As Cam points out the market might swing dramatically between inflationary and deflationary expectations depending on how government fiscal and central bank monetary policy plays out. BTW, in my humble view, you really should consider adding him to your list of recommended blogs. My must read list is pretty short (about 15 names) and includes both him and you.

David Merkel has talked about bicycle versus table stability. I think we are in an era of bicycle stability and politicians and those in authority will do everything possible to keep the wheels turning (as you have pointed out very well). Whether they succeed is another matter entirely. As a single datapoint, it looks like housing is beginning to collapse with the expiring of the tax credit. What is next in the bag of tricks to stimulate housing?

History shows gold does well in both deflationary and inflationary times (30s and 70s). Homestake Mining was one of the best stocks of the Great Depression. Gold does terrible during periods of stability. Gold lost 3/4 of its value during the "Great Moderation" from 1980-2000.

Having a MODERATE allocation to gold in the current environment probably makes sense given the uncertainties on how all this will play out the next 5-10 years, but it would be NUTS to go to 0% in stocks and 100% gold. Personally, I think vice versa is close to as nuts.

Aside comment. Most blogs have an option to check to get e-mails on responses to comments or subscribe to comments. This would be a nice feature if possible so one could see the conversation develop without having to check back at the blog page.

oldprof

scm0330 - The story in Illinois is similar. Maybe worse.

But this is not an article of optimism, but one of realism. All I said was that we will probably avoid the worst cases, have modest economic growth, do some compromising on tax increases, and eventually cut entitlements.

The fact that this seems optimistic to you is evidence for my point about the intensity of fear and pessimism.

Just a thought ---

Jeff

scm0330

I wish I were so optimistic. Our federal government (and yes, we the people who vote the turkeys in) got us here. What has changed about the political system, its inhabitants, and its processes, to make you think we can reverse course, particularly when the policy model of "buy now/pay later" (health care, SS, Medicare, public pensions) is so rampant. I live in NY, renowned for its statehouse dysfunction, and while the state teeters with a late budget and epic fiscal mismanagement the warring parties still fight for the wheel as the car heads off the cliff. No one can bring themselves to slow the car down, agree on a change of course, etc.

Humble Student

I have thought extensively about the inflation/deflation policy dilemma and I agree with the poltical agnosticism stance as it is helpful for understanding policy.

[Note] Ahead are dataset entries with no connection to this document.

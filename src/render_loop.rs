//! Explicit render loop scheduling.
//!
//! The window asks for a redraw once per display refresh. [`RenderLoop`]
//! runs the frame callback for each such tick and tells the caller whether
//! to schedule the next one. A [`StopHandle`] ends the loop from anywhere on
//! the event-loop thread.

use std::cell::Cell;
use std::rc::Rc;

/// What the caller should do after a tick.
#[derive(Debug, Clone, Copy, PartialEq, Eq)]
pub enum LoopControl {
    /// Request the next redraw.
    Continue,
    /// The loop was stopped; do not schedule again.
    Stopped,
}

/// Cloneable stop signal for a [`RenderLoop`].
#[derive(Debug, Clone, Default)]
pub struct StopHandle(Rc<Cell<bool>>);

impl StopHandle {
    pub fn stop(&self) {
        self.0.set(true);
    }

    pub fn is_stopped(&self) -> bool {
        self.0.get()
    }
}

/// One render per tick, until stopped.
#[derive(Debug, Default)]
pub struct RenderLoop {
    stop: StopHandle,
    frames: u64,
}

impl RenderLoop {
    pub fn new() -> Self {
        Self::default()
    }

    pub fn stop_handle(&self) -> StopHandle {
        self.stop.clone()
    }

    pub fn is_running(&self) -> bool {
        !self.stop.is_stopped()
    }

    /// Frames rendered so far.
    pub fn frames(&self) -> u64 {
        self.frames
    }

    /// Run `frame` unless the loop has been stopped.
    pub fn tick<F: FnOnce()>(&mut self, frame: F) -> LoopControl {
        if self.stop.is_stopped() {
            return LoopControl::Stopped;
        }
        frame();
        self.frames += 1;
        if self.stop.is_stopped() {
            LoopControl::Stopped
        } else {
            LoopControl::Continue
        }
    }
}

#[cfg(test)]
mod tests {
    use super::*;

    #[test]
    fn test_runs_one_frame_per_tick() {
        let mut render_loop = RenderLoop::new();
        let mut rendered = 0;
        for _ in 0..5 {
            assert_eq!(render_loop.tick(|| rendered += 1), LoopControl::Continue);
        }
        assert_eq!(rendered, 5);
        assert_eq!(render_loop.frames(), 5);
    }

    #[test]
    fn test_stop_prevents_further_frames() {
        let mut render_loop = RenderLoop::new();
        let handle = render_loop.stop_handle();
        let mut rendered = 0;

        render_loop.tick(|| rendered += 1);
        handle.stop();
        assert!(!render_loop.is_running());
        assert_eq!(render_loop.tick(|| rendered += 1), LoopControl::Stopped);
        assert_eq!(rendered, 1);
    }

    #[test]
    fn test_stop_from_inside_frame_finishes_that_frame() {
        let mut render_loop = RenderLoop::new();
        let handle = render_loop.stop_handle();
        let mut rendered = 0;
        let control = render_loop.tick(|| {
            rendered += 1;
            handle.stop();
        });
        assert_eq!(control, LoopControl::Stopped);
        assert_eq!(rendered, 1);
        assert_eq!(render_loop.frames(), 1);
    }
}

However, as an investor I believe that the markets are fragile and sentiment likely to swing wildly between inflationary and deflationary expectations. Under those circumstances a trend following model can be useful in this kind of environment. See http://www.qwestfunds.com/publications/newsletters_pdf/newsletter_november_2009.pdf

jdb


Wow. This is so helpful. I don't have any other place to go where I can get such a balanced approach. One that includes the nature of and effects of public policy.